Broken screen vs defective screen
A broken screen should only be referred to as broken when there are signs of physical damage. A screen with physical damage will have broken glass or black splotches on the display, like ink. There have even been times where customers stated that they opened their laptop one day and the screen just appeared this way, so its not damaged. However this is not true. A screen can be damaged if the laptop had an impact to the lid while it was closed or by the simple mistake of opening/closing the lid from one corner.
Older laptops had a locking mechanism that helped enforce you to open the lid from the center, however with today’s laptops manufacturers focus on fashion over function, giving you slimmer sleeker designs which in turn are making these devices more susceptible to accidental damage. Nowadays customers are in the habit of opening and closing their laptops from one corner, but what they don’t realize is that this can cause stress or bend the screen just enough to crack the glass, even if they do it slowly and carefully. The best and the recommended way to open and close a laptop is from the center with one hand, while holding the palm rest down with the other hand.

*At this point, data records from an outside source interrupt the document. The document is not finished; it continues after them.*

//! In-process model training and policy optimization

use std::time::Instant;

use async_trait::async_trait;

use episodic_core::{
    DynamicsModel, LearnedPolicy, MbrlError, Objective, ObjectiveInputs, OptimizerSettings, Result,
    Strategy, Task, TaskState,
};

use crate::backend::{OptimizationBackend, OptimizationOutcome, OptimizationReport};

/// Trains the task's dynamics model on its full history, then runs
/// finite-difference gradient descent on the cached objective
#[derive(Debug, Clone, Copy, Default)]
pub struct LocalBackend;

impl LocalBackend {
    /// Create a new local backend
    #[must_use]
    pub fn new() -> Self {
        Self
    }
}

#[async_trait]
impl OptimizationBackend for LocalBackend {
    fn strategy(&self) -> Strategy {
        Strategy::Local
    }

    async fn optimize(&self, task: &mut Task) -> Result<OptimizationOutcome> {
        let started = Instant::now();
        let mut report = OptimizationReport::for_task(task, Strategy::Local);

        let mut model = task.dynamics.train(
            &task.experience,
            &task.spec.policy.angle_dims,
            task.spec.wrap_angles,
        )?;
        tracing::info!(
            episodes = task.experience.n_episodes(),
            steps = task.experience.total_steps(),
            "dynamics model trained"
        );

        if task.objective.is_none() {
            task.transition(TaskState::CompilingOptimizer)?;
            task.objective = Some(Objective::compile(
                &task.policy,
                &task.spec.cost,
                &task.spec.plant.state0,
                task.spec.objective_settings(),
            )?);
        }
        task.transition(TaskState::Optimizing)?;

        if model.capabilities().incremental_update {
            model.resample(task.spec.n_samples);
        }

        let objective = task
            .objective
            .clone()
            .ok_or_else(|| MbrlError::Optimization("objective missing after compilation".into()))?;
        let inputs = objective.inputs(&task.spec.cost)?;
        let descent = GradientDescent {
            objective,
            model,
            policy: task.policy.clone(),
            inputs,
            settings: task.spec.optimizer_params.clone(),
            horizon: task.spec.horizon_steps(),
        };
        let start = task.policy.params().to_vec();
        let span = tracing::Span::current();
        let (model, result) = tokio::task::spawn_blocking(move || {
            let _entered = span.enter();
            let result = descent.minimize(start);
            (descent.model, result)
        })
        .await
        .map_err(|e| MbrlError::Optimization(format!("optimizer worker failed: {e}")))?;
        let result = result?;

        report.initial_loss = Some(result.initial_loss);
        report.final_loss = Some(result.final_loss);
        report.iterations = result.iterations;
        tracing::info!(
            initial_loss = result.initial_loss,
            final_loss = result.final_loss,
            iterations = result.iterations,
            elapsed_ms = started.elapsed().as_millis() as u64,
            "policy optimized"
        );

        Ok(OptimizationOutcome {
            params: result.params,
            model: Some(model),
            report,
        })
    }
}

struct Minimum {
    params: Vec<f64>,
    initial_loss: f64,
    final_loss: f64,
    iterations: usize,
}

/// Owned copy of everything the descent reads, so it can run on the
/// blocking pool
struct GradientDescent {
    objective: Objective,
    model: Box<dyn DynamicsModel>,
    policy: LearnedPolicy,
    inputs: ObjectiveInputs,
    settings: OptimizerSettings,
    horizon: usize,
}

impl GradientDescent {
    fn loss(&self, params: &[f64], steps: usize) -> Result<f64> {
        self.objective
            .evaluate(self.model.as_ref(), &self.policy, params, &self.inputs, steps)
    }

    /// Central differences on rollouts of `steps` steps, clipped in norm
    fn gradient(&self, params: &[f64], steps: usize) -> Result<Vec<f64>> {
        let h = self.settings.finite_difference_step;
        let mut probe = params.to_vec();
        let mut grad = Vec::with_capacity(params.len());
        for i in 0..params.len() {
            probe[i] = params[i] + h;
            let up = self.loss(&probe, steps)?;
            probe[i] = params[i] - h;
            let down = self.loss(&probe, steps)?;
            probe[i] = params[i];
            grad.push((up - down) / (2.0 * h));
        }

        let norm = grad.iter().map(|g| g * g).sum::<f64>().sqrt();
        let clip = self.settings.gradient_clip;
        if clip > 0.0 && norm > clip {
            grad.iter_mut().for_each(|g| *g *= clip / norm);
        }
        Ok(grad)
    }

    fn minimize(&self, mut params: Vec<f64>) -> Result<Minimum> {
        if !(self.settings.finite_difference_step > 0.0) {
            return Err(MbrlError::Optimization("finite_difference_step must be positive".into()));
        }
        let gradient_steps = self.settings.gradient_steps(self.horizon);
        let initial_loss = self.loss(&params, self.horizon)?;
        let mut best = (initial_loss, params.clone());
        let mut loss = initial_loss;
        let mut iterations = 0;

        for it in 0..self.settings.max_iterations {
            let grad = self.gradient(&params, gradient_steps)?;
            for (p, g) in params.iter_mut().zip(&grad) {
                *p -= self.settings.learning_rate * g;
            }
            loss = self.loss(&params, self.horizon)?;
            iterations = it + 1;
            if loss < best.0 {
                best = (loss, params.clone());
            }
            tracing::trace!(iteration = iterations, loss, "gradient step");
        }

        let (final_loss, params) = if self.settings.return_best {
            best
        } else {
            (loss, params)
        };
        Ok(Minimum {
            params,
            initial_loss,
            final_loss,
            iterations,
        })
    }
}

A defective screen is one that is not working properly or not at all, without any clear signs of physical damage to the screen. Some examples can be distorted images or coloring, pixelization, resolution lines, backlight issues or a blank screen. However just because a screen appears to be defective it may not actually be the fault of the LCD panel itself. One simple test most people can do at home is to connect their laptop to an external monitor or display like a T.V. using a VGA or HDMI cable or even wirelessly. If the external display shows the same problem as your laptops screen, then your issue is with the laptops hardware, graphics card failure/processor failure, or in some cases software.

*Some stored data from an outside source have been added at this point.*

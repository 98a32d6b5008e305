//! Plant kind registry

use std::collections::BTreeMap;
use std::fmt;

use episodic_core::{MbrlError, PlantParams, Result};

use crate::classic::{CartPole, DoubleIntegrator, Pendulum, System};

type SystemConstructor = Box<dyn Fn(&PlantParams) -> Result<Box<dyn System>> + Send + Sync>;

/// Maps plant kinds to system constructors
pub struct PlantRegistry {
    systems: BTreeMap<String, SystemConstructor>,
}

impl fmt::Debug for PlantRegistry {
    fn fmt(&self, f: &mut fmt::Formatter<'_>) -> fmt::Result {
        f.debug_struct("PlantRegistry")
            .field("kinds", &self.kinds())
            .finish()
    }
}

impl Default for PlantRegistry {
    fn default() -> Self {
        Self::with_builtin()
    }
}

impl PlantRegistry {
    /// Registry without any kinds
    #[must_use]
    pub fn empty() -> Self {
        Self {
            systems: BTreeMap::new(),
        }
    }

    /// Registry with `cartpole`, `pendulum` and `double_integrator`
    #[must_use]
    pub fn with_builtin() -> Self {
        let mut registry = Self::empty();
        registry.register("cartpole", |p| Ok(Box::new(CartPole::from_params(p)?)));
        registry.register("pendulum", |p| Ok(Box::new(Pendulum::from_params(p)?)));
        registry.register("double_integrator", |p| Ok(Box::new(DoubleIntegrator::from_params(p)?)));
        registry
    }

    /// Register a system constructor under `kind`
    pub fn register<F>(&mut self, kind: impl Into<String>, constructor: F)
    where
        F: Fn(&PlantParams) -> Result<Box<dyn System>> + Send + Sync + 'static,
    {
        self.systems.insert(kind.into(), Box::new(constructor));
    }

    /// Whether `kind` is known
    #[must_use]
    pub fn contains(&self, kind: &str) -> bool {
        self.systems.contains_key(kind)
    }

    /// Build the system for `params.kind`
    pub fn make(&self, params: &PlantParams) -> Result<Box<dyn System>> {
        let constructor = self.systems.get(&params.kind).ok_or_else(|| {
            MbrlError::Config(format!(
                "unknown plant kind `{}` (known: {})",
                params.kind,
                self.kinds().join(", ")
            ))
        })?;
        constructor(params)
    }

    /// Build the system for `params` and check the initial state
    /// distribution against it
    pub fn build(&self, params: &PlantParams) -> Result<Box<dyn System>> {
        params.validate()?;
        let system = self.make(params)?;
        if system.state_dim() != params.state0.dim() {
            return Err(MbrlError::Config(format!(
                "plant `{}` has {} state dimensions, initial state has {}",
                params.kind,
                system.state_dim(),
                params.state0.dim()
            )));
        }
        Ok(system)
    }

    /// Check that `params` describe a plant this registry can build and
    /// that it takes `action_dim` actions
    pub fn validate(&self, params: &PlantParams, action_dim: usize) -> Result<()> {
        let system = self.build(params)?;
        if system.action_dim() != action_dim {
            return Err(MbrlError::Config(format!(
                "plant `{}` takes {} actions, policy produces {}",
                params.kind,
                system.action_dim(),
                action_dim
            )));
        }
        Ok(())
    }

    /// Registered kinds, sorted
    #[must_use]
    pub fn kinds(&self) -> Vec<String> {
        self.systems.keys().cloned().collect()
    }
}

However if the external display is fine and only the laptop has the issues, then we can narrow down the problem to the screen or its video cable. The screen is connected to your motherboard via a multi-lane data cable, this is how the video is received and displayed as images. Should this cable become damaged or loose from the connections this will cause an interruption in the signal and present the aforementioned examples. There is no easy way for most customers to troubleshoot whether they have a screen problem or cable problem, as they will need to have another known working part to test with.